Dataset records -
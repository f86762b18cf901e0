//! Diagnostic change log for stores.

mod diff;
mod inspector;

pub use diff::{diff, Change};
pub use inspector::{ChangeRecord, Inspector, InspectorOptions};
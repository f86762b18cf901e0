//! Versioned persistence over abstract key-value storage.
//!
//! A [`Persister`] wraps state in a [`PersistedState`] envelope, encodes it
//! with a [`Codec`] and writes it through a [`StorageAdapter`]. Read
//! failures degrade to `None`; only capacity errors reach writers.

mod adapter;
mod binding;
mod codec;
mod persister;

pub use adapter::{FileStorage, MemoryStorage, StorageAdapter};
pub use binding::PersistBinding;
pub use codec::{Codec, JsonCodec, PersistedState};
pub use persister::{PersistOptions, Persister};
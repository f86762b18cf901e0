use super::persister::Persister;
use crate::error::{Result, StateError};
use crate::store::{State, Store, Unsubscribe};
use serde_json::Value;
use std::sync::Arc;
use tokio::sync::mpsc;
use tokio::task::JoinHandle;

impl Persister<Value> {
    /// Keep `store` persisted under `key`.
    ///
    /// The stored entry, if any, is hydrated and merged into the store
    /// first. After that every state change is queued and written in order
    /// by a background task, whether it came from a pipeline or a plain
    /// [`Store::set_state`].
    ///
    /// Must be called inside a Tokio runtime; otherwise nothing is read or
    /// subscribed and [`StateError::Runtime`] is returned.
    pub async fn bind(
        self: Arc<Self>,
        store: &Store,
        key: impl Into<String>,
    ) -> Result<PersistBinding> {
        let runtime = tokio::runtime::Handle::try_current().map_err(StateError::Runtime)?;
        let key = key.into();

        if let Some(saved) = self.hydrate(&key).await? {
            tracing::debug!(key = %key, "hydrated store from storage");
            store.set_state(saved);
        }

        let (tx, mut rx) = mpsc::unbounded_channel::<State>();
        let subscription = store.subscribe(move |next, _| {
            let _ = tx.send(Arc::clone(next));
        });

        let writer = {
            let key = key.clone();
            runtime.spawn(async move {
                while let Some(state) = rx.recv().await {
                    if let Err(err) = self.persist(&key, &state).await {
                        tracing::error!(key = %key, error = %err, "failed to persist change");
                    }
                }
            })
        };

        Ok(PersistBinding {
            key,
            subscription: Some(subscription),
            writer: Some(writer),
        })
    }
}

/// Live link between a [`Store`] and a [`Persister`], created by
/// [`Persister::bind`].
///
/// Dropping the binding stops observing the store; changes already queued
/// are still written.
pub struct PersistBinding {
    key: String,
    subscription: Option<Unsubscribe>,
    writer: Option<JoinHandle<()>>,
}

impl PersistBinding {
    /// Key the store is persisted under.
    pub fn key(&self) -> &str {
        &self.key
    }

    /// Stop observing the store and wait until queued changes are written.
    pub async fn detach(mut self) {
        if let Some(subscription) = self.subscription.take() {
            subscription.unsubscribe();
        }
        if let Some(writer) = self.writer.take() {
            if let Err(err) = writer.await {
                tracing::warn!(key = %self.key, error = %err, "persistence writer failed");
            }
        }
    }
}

impl Drop for PersistBinding {
    fn drop(&mut self) {
        if let Some(subscription) = self.subscription.take() {
            subscription.unsubscribe();
        }
    }
}
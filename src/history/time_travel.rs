use crate::store::{State, Store, Unsubscribe, Update};
use crate::sync;
use serde::{Deserialize, Serialize};
use std::collections::VecDeque;
use std::iter;
use std::sync::atomic::{AtomicBool, Ordering};
use std::sync::{Arc, Mutex};

/// History settings.
#[derive(Clone, Debug, PartialEq, Eq, Serialize, Deserialize)]
#[serde(default)]
pub struct TimeTravelOptions {
    /// Maximum number of past revisions kept.
    pub limit: usize,
}

impl Default for TimeTravelOptions {
    fn default() -> Self {
        Self { limit: 50 }
    }
}

#[derive(Debug)]
struct History {
    past: VecDeque<State>,
    present: State,
    future: VecDeque<State>,
    limit: usize,
}

impl History {
    fn push_past(&mut self, state: State) {
        self.past.push_back(state);
        while self.past.len() > self.limit {
            self.past.pop_front();
        }
    }

    fn record(&mut self, next: State) {
        let previous = std::mem::replace(&mut self.present, next);
        self.push_past(previous);
        self.future.clear();
    }
}

/// Sets the replaying flag for as long as it lives.
struct Replay<'a>(&'a AtomicBool);

impl<'a> Replay<'a> {
    fn begin(flag: &'a AtomicBool) -> Self {
        flag.store(true, Ordering::SeqCst);
        Self(flag)
    }
}

impl Drop for Replay<'_> {
    fn drop(&mut self) {
        self.0.store(false, Ordering::SeqCst);
    }
}

/// Undo/redo history over a [`Store`].
///
/// Every change the store reports is recorded; `undo`, `redo` and `jump`
/// write revisions back into the store without recording them again.
///
/// # Examples
///
/// ```
/// use serde_json::json;
/// use statewell::{Store, TimeTravel};
///
/// let store = Store::new(json!({ "count": 0 }));
/// let history = TimeTravel::attach(&store, Default::default());
///
/// store.set_state(json!({ "count": 1 }));
/// store.set_state(json!({ "count": 2 }));
///
/// history.undo();
/// assert_eq!(store.get("count"), Some(json!(1)));
/// history.redo();
/// assert_eq!(store.get("count"), Some(json!(2)));
/// ```
pub struct TimeTravel {
    store: Store,
    history: Arc<Mutex<History>>,
    replaying: Arc<AtomicBool>,
    subscription: Option<Unsubscribe>,
}

impl TimeTravel {
    /// Start recording `store`'s changes.
    pub fn attach(store: &Store, options: TimeTravelOptions) -> Self {
        let history = Arc::new(Mutex::new(History {
            past: VecDeque::new(),
            present: store.get_state(),
            future: VecDeque::new(),
            limit: options.limit,
        }));
        let replaying = Arc::new(AtomicBool::new(false));

        let subscription = {
            let history = Arc::clone(&history);
            let replaying = Arc::clone(&replaying);
            store.subscribe(move |next, _| {
                if replaying.load(Ordering::SeqCst) {
                    return;
                }
                sync::lock(&history).record(Arc::clone(next));
            })
        };

        Self {
            store: store.clone(),
            history,
            replaying,
            subscription: Some(subscription),
        }
    }

    /// Step back one revision. Returns `false` when there is nothing to undo.
    pub fn undo(&self) -> bool {
        let target = {
            let mut history = sync::lock(&self.history);
            let Some(previous) = history.past.pop_back() else {
                return false;
            };
            let current = std::mem::replace(&mut history.present, Arc::clone(&previous));
            history.future.push_front(current);
            previous
        };
        tracing::debug!("undo");
        self.replay(target);
        true
    }

    /// Step forward one revision. Returns `false` when there is nothing to
    /// redo.
    pub fn redo(&self) -> bool {
        let target = {
            let mut history = sync::lock(&self.history);
            let Some(next) = history.future.pop_front() else {
                return false;
            };
            let current = std::mem::replace(&mut history.present, Arc::clone(&next));
            history.push_past(current);
            next
        };
        tracing::debug!("redo");
        self.replay(target);
        true
    }

    /// Move to position `index` of the timeline `past + [present] + future`.
    ///
    /// Out-of-range indices leave everything untouched and return `false`.
    pub fn jump(&self, index: usize) -> bool {
        let target = {
            let mut guard = sync::lock(&self.history);
            let history = &mut *guard;
            let len = history.past.len() + 1 + history.future.len();
            if index >= len {
                return false;
            }

            let mut timeline: VecDeque<State> = history
                .past
                .drain(..)
                .chain(iter::once(Arc::clone(&history.present)))
                .chain(history.future.drain(..))
                .collect();
            let present = Arc::clone(&timeline[index]);
            history.future = timeline.split_off(index + 1);
            timeline.truncate(index);

            history.present = Arc::clone(&present);
            for state in timeline {
                history.push_past(state);
            }
            present
        };
        tracing::debug!(index, "jump");
        self.replay(target);
        true
    }

    /// Forget past and future, keeping the store's current state as present.
    pub fn clear(&self) {
        let mut history = sync::lock(&self.history);
        history.past.clear();
        history.future.clear();
        history.present = self.store.get_state();
    }

    fn replay(&self, state: State) {
        let _replay = Replay::begin(&self.replaying);
        self.store.set_state(Update::Replace(state));
    }

    /// Past revisions, oldest first.
    pub fn past(&self) -> Vec<State> {
        sync::lock(&self.history).past.iter().cloned().collect()
    }

    /// The revision history considers current.
    pub fn present(&self) -> State {
        Arc::clone(&sync::lock(&self.history).present)
    }

    /// Undone revisions, nearest first.
    pub fn future(&self) -> Vec<State> {
        sync::lock(&self.history).future.iter().cloned().collect()
    }

    /// Whether [`undo`](Self::undo) would do anything.
    pub fn can_undo(&self) -> bool {
        !sync::lock(&self.history).past.is_empty()
    }

    /// Whether [`redo`](Self::redo) would do anything.
    pub fn can_redo(&self) -> bool {
        !sync::lock(&self.history).future.is_empty()
    }

    /// Configured bound on past revisions.
    pub fn limit(&self) -> usize {
        sync::lock(&self.history).limit
    }

    /// Stop recording the store's changes. Dropping the history has the
    /// same effect.
    pub fn detach(self) {
        drop(self);
    }
}

impl Drop for TimeTravel {
    fn drop(&mut self) {
        if let Some(subscription) = self.subscription.take() {
            subscription.unsubscribe();
        }
    }
}
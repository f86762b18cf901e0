//! Runtime support for derived values.
//!
//! This module provides the dependency tracker that computed properties use
//! to learn which state paths a computation reads.

mod tracker;

pub use tracker::DependencyTracker;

Assignment - Only the lines from the one containing "let _ = tx.send(Arc::clone(next));" through the one containing "changes are written." are to be retyped, both boundary lines included, with no other material.

Task result -
            let _ = tx.send(Arc::clone(next));
        });

        let writer = {
            let key = key.clone();
            runtime.spawn(async move {
                while let Some(state) = rx.recv().await {
                    if let Err(err) = self.persist(&key, &state).await {
                        tracing::error!(key = %key, error = %err, "failed to persist change");
                    }
                }
            })
        };

        Ok(PersistBinding {
            key,
            subscription: Some(subscription),
            writer: Some(writer),
        })
    }
}

/// Live link between a [`Store`] and a [`Persister`], created by
/// [`Persister::bind`].
///
/// Dropping the binding stops observing the store; changes already queued
/// are still written.
pub struct PersistBinding {
    key: String,
    subscription: Option<Unsubscribe>,
    writer: Option<JoinHandle<()>>,
}

impl PersistBinding {
    /// Key the store is persisted under.
    pub fn key(&self) -> &str {
        &self.key
    }

    /// Stop observing the store and wait until queued changes are written.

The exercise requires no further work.